• [EXERCISE REQUIREMENTS]
Every line containing "LocalBlobStore" should be copied out. Go through the entries and find them.
START MATERIALS PROVIDED
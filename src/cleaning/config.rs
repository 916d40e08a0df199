/// Clean-zone congestion thresholds, applied to the speed ratio rounded to
/// two decimals. Separate from the crawler's live policy.
#[derive(Debug, Clone, Copy, PartialEq)]
pub struct CleanThresholds {
    /// Ratios below this are SEVERE.
    pub severe_below: f64,
    /// Ratios below this (and not SEVERE) are HEAVY.
    pub heavy_below: f64,
    /// Ratios below this (and not HEAVY) are MODERATE; everything else is FREE.
    pub moderate_below: f64,
}

impl Default for CleanThresholds {
    fn default() -> Self {
        Self {
            severe_below: 0.3,
            heavy_below: 0.5,
            moderate_below: 0.7,
        }
    }
}
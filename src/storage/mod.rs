//! Blob storage seam for exported files.

mod http;
mod local;

pub use http::HttpBlobStore;
pub use local::LocalBlobStore;

use std::{path::Path, sync::Arc};

use async_trait::async_trait;
use thiserror::Error;

use crate::config::{StorageBackend, StorageSettings};

pub const PARQUET_CONTENT_TYPE: &str = "application/vnd.apache.parquet";

#[derive(Debug, Error)]
pub enum UploadError {
    #[error("bucket {bucket}: {reason}")]
    Bucket { bucket: String, reason: String },
    #[error("invalid object key {0:?}")]
    InvalidKey(String),
    #[error("local I/O failed: {0}")]
    Io(#[from] std::io::Error),
    #[error("storage request failed: {0}")]
    Http(String),
    #[error("storage rejected {key} with HTTP {status}")]
    Rejected { key: String, status: u16 },
}

/// Bucket/key blob store. `put_file` returns only once the store has
/// confirmed the object is written.
#[async_trait]
pub trait BlobStore: Send + Sync {
    /// Create the bucket if it does not exist. Idempotent.
    async fn ensure_bucket(&self, bucket: &str) -> Result<(), UploadError>;

    async fn put_file(
        &self,
        bucket: &str,
        key: &str,
        path: &Path,
        content_type: &str,
    ) -> Result<(), UploadError>;
}

pub fn build_blob_store(settings: &StorageSettings) -> anyhow::Result<Arc<dyn BlobStore>> {
    let store: Arc<dyn BlobStore> = match settings.backend {
        StorageBackend::Local => Arc::new(LocalBlobStore::new(&settings.root)),
        StorageBackend::Http => Arc::new(HttpBlobStore::new(&settings.endpoint)?),
    };
    Ok(store)
}

/// Reject keys that could escape a bucket when mapped onto a filesystem.
pub(crate) fn validate_key(key: &str) -> Result<(), UploadError> {
    let bad = key.is_empty()
        || key.starts_with('/')
        || key.ends_with('/')
        || key.split('/').any(|segment| segment.is_empty() || segment == "." || segment == "..");
    if bad {
        return Err(UploadError::InvalidKey(key.to_string()));
    }
    Ok(())
}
END MATERIALS PROVIDED
• [WRITTEN REPLY]
pub use local::LocalBlobStore;
        StorageBackend::Local => Arc::new(LocalBlobStore::new(&settings.root)),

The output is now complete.